Records contained in a dataset:
########
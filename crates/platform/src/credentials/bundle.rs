use std::time::Duration;

use chrono::Utc;
use serde::{Deserialize, Serialize};

use crate::cookie_utils::{CookieMap, SESSION_COOKIE, cookie_header, parse_cookie_string};

/// Saved logins older than this are discarded.
pub const MAX_CREDENTIAL_AGE: Duration = Duration::from_secs(30 * 24 * 3600);

/// A login: cookies, the public IP it was saved from and when it was issued.
///
/// Serialized as `{ "cookies": {..}, "ip": "..." | null, "timestamp": 1700000000.0 }`.
#[derive(Debug, Clone, PartialEq, Serialize, Deserialize)]
pub struct CredentialBundle {
    #[serde(default)]
    pub cookies: CookieMap,
    #[serde(default)]
    pub ip: Option<String>,
    /// Unix seconds.
    #[serde(default)]
    pub timestamp: f64,
    #[serde(default, skip_serializing_if = "Option::is_none")]
    pub refresh_token: Option<String>,
}

pub(crate) fn unix_now() -> f64 {
    Utc::now().timestamp_millis() as f64 / 1000.0
}

impl CredentialBundle {
    pub fn new(cookies: CookieMap) -> Self {
        Self {
            cookies,
            ip: None,
            timestamp: unix_now(),
            refresh_token: None,
        }
    }

    /// Build a bundle from a pasted browser cookie string.
    pub fn from_cookie_string(cookies: &str) -> Self {
        Self::new(parse_cookie_string(cookies))
    }

    pub fn with_refresh_token(mut self, refresh_token: Option<String>) -> Self {
        self.refresh_token = refresh_token.filter(|t| !t.is_empty());
        self
    }

    pub fn session_data(&self) -> Option<&str> {
        self.cookies
            .get(SESSION_COOKIE)
            .map(String::as_str)
            .filter(|v| !v.is_empty())
    }

    /// A bundle without the session cookie is never valid.
    pub fn has_session(&self) -> bool {
        self.session_data().is_some()
    }

    pub fn cookie_header(&self) -> String {
        cookie_header(&self.cookies)
    }

    pub fn age_secs(&self, now: f64) -> f64 {
        now - self.timestamp
    }

    pub fn is_expired_at(&self, now: f64) -> bool {
        self.age_secs(now) > MAX_CREDENTIAL_AGE.as_secs_f64()
    }
}
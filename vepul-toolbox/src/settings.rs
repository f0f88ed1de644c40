use crate::networks::Network;
use crate::plot::Viewer;
use serde::Deserialize;
use snapshot_lib::rpc::{CallBlock, DEFAULT_METHOD};
use snapshot_lib::{BlockNumber, ContractAddress, SamplerConfig, DEFAULT_SAMPLES};
use std::fs::File;
use std::io::BufReader;
use std::path::{Path, PathBuf};

pub const DEFAULT_RPC_URL: &str = "http://127.0.0.1:8545";
pub const DEFAULT_START_BLOCK: BlockNumber = 10647813;
pub const DEFAULT_OUTPUT: &str = "vepul.svg";

/// 0x5f3b5DfEb7B28CDbD7FAba78963EE202a494e2A2
pub const DEFAULT_CONTRACT: ContractAddress = ContractAddress::new([
    0x5f, 0x3b, 0x5d, 0xfe, 0xb7, 0xb2, 0x8c, 0xdb, 0xd7, 0xfa, 0xba, 0x78, 0x96, 0x3e, 0xe2, 0x02,
    0xa4, 0x94, 0xe2, 0xa2,
]);

#[derive(Debug, thiserror::Error)]
pub enum Error {
    #[error("could not open configuration file {path}")]
    Open {
        path: PathBuf,
        #[source]
        source: std::io::Error,
    },

    #[error("invalid configuration file {path}")]
    Parse {
        path: PathBuf,
        #[source]
        source: serde_json::Error,
    },
}

/// One layer of optional settings, as found in a configuration file or given on
/// the command line.
#[derive(Clone, Debug, Default, PartialEq, Eq, Deserialize)]
#[serde(deny_unknown_fields)]
pub struct PartialSettings {
    pub rpc_url: Option<String>,
    pub network: Option<Network>,
    pub contract: Option<ContractAddress>,
    pub start_block: Option<BlockNumber>,
    pub samples: Option<usize>,
    pub method: Option<String>,
    pub call_at: Option<CallBlock>,
    pub output: Option<PathBuf>,
    pub viewer: Option<Viewer>,
}

impl PartialSettings {
    pub fn from_file(path: &Path) -> Result<Self, Error> {
        let file = File::open(path).map_err(|source| Error::Open {
            path: path.to_path_buf(),
            source,
        })?;
        serde_json::from_reader(BufReader::new(file)).map_err(|source| Error::Parse {
            path: path.to_path_buf(),
            source,
        })
    }

    /// Fills the values missing from `self` with the ones from `lower`.
    ///
    /// A network named in `self` also replaces a contract coming from `lower`.
    pub fn or(self, lower: PartialSettings) -> PartialSettings {
        PartialSettings {
            rpc_url: self.rpc_url.or(lower.rpc_url),
            contract: self
                .contract
                .or_else(|| self.network.map(Network::vepul))
                .or(lower.contract),
            network: self.network.or(lower.network),
            start_block: self.start_block.or(lower.start_block),
            samples: self.samples.or(lower.samples),
            method: self.method.or(lower.method),
            call_at: self.call_at.or(lower.call_at),
            output: self.output.or(lower.output),
            viewer: self.viewer.or(lower.viewer),
        }
    }
}

#[derive(Clone, Debug, PartialEq, Eq)]
pub struct Settings {
    pub rpc_url: String,
    pub contract: ContractAddress,
    pub start_block: BlockNumber,
    pub samples: usize,
    pub method: String,
    pub call_at: CallBlock,
    pub output: PathBuf,
    /// Program used to display the chart, the platform default when unset.
    pub viewer: Option<Viewer>,
}

impl Default for Settings {
    fn default() -> Self {
        Settings::from(PartialSettings::default())
    }
}

impl From<PartialSettings> for Settings {
    fn from(partial: PartialSettings) -> Self {
        // an explicit contract wins over the deployment of a named network
        let contract = partial
            .contract
            .or_else(|| partial.network.map(Network::vepul))
            .unwrap_or(DEFAULT_CONTRACT);
        Settings {
            rpc_url: partial
                .rpc_url
                .unwrap_or_else(|| DEFAULT_RPC_URL.to_string()),
            contract,
            start_block: partial.start_block.unwrap_or(DEFAULT_START_BLOCK),
            samples: partial.samples.unwrap_or(DEFAULT_SAMPLES),
            method: partial.method.unwrap_or_else(|| DEFAULT_METHOD.to_string()),
            call_at: partial.call_at.unwrap_or_default(),
            output: partial
                .output
                .unwrap_or_else(|| PathBuf::from(DEFAULT_OUTPUT)),
            viewer: partial.viewer,
        }
    }
}

impl Settings {
    /// Command line values override the configuration file, which overrides the
    /// defaults.
    pub fn load(cli: PartialSettings, config: Option<&Path>) -> Result<Self, Error> {
        let file = match config {
            Some(path) => PartialSettings::from_file(path)?,
            None => PartialSettings::default(),
        };
        Ok(cli.or(file).into())
    }

    pub fn sampler_config(&self) -> SamplerConfig {
        SamplerConfig {
            contract: self.contract,
            start_block: self.start_block,
            samples: self.samples,
        }
    }
}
########
*Task to carry out*. List every line above containing the word "Duration".

*Your response*.
use std::time::Duration;
pub const MAX_CREDENTIAL_AGE: Duration = Duration::from_secs(30 * 24 * 3600);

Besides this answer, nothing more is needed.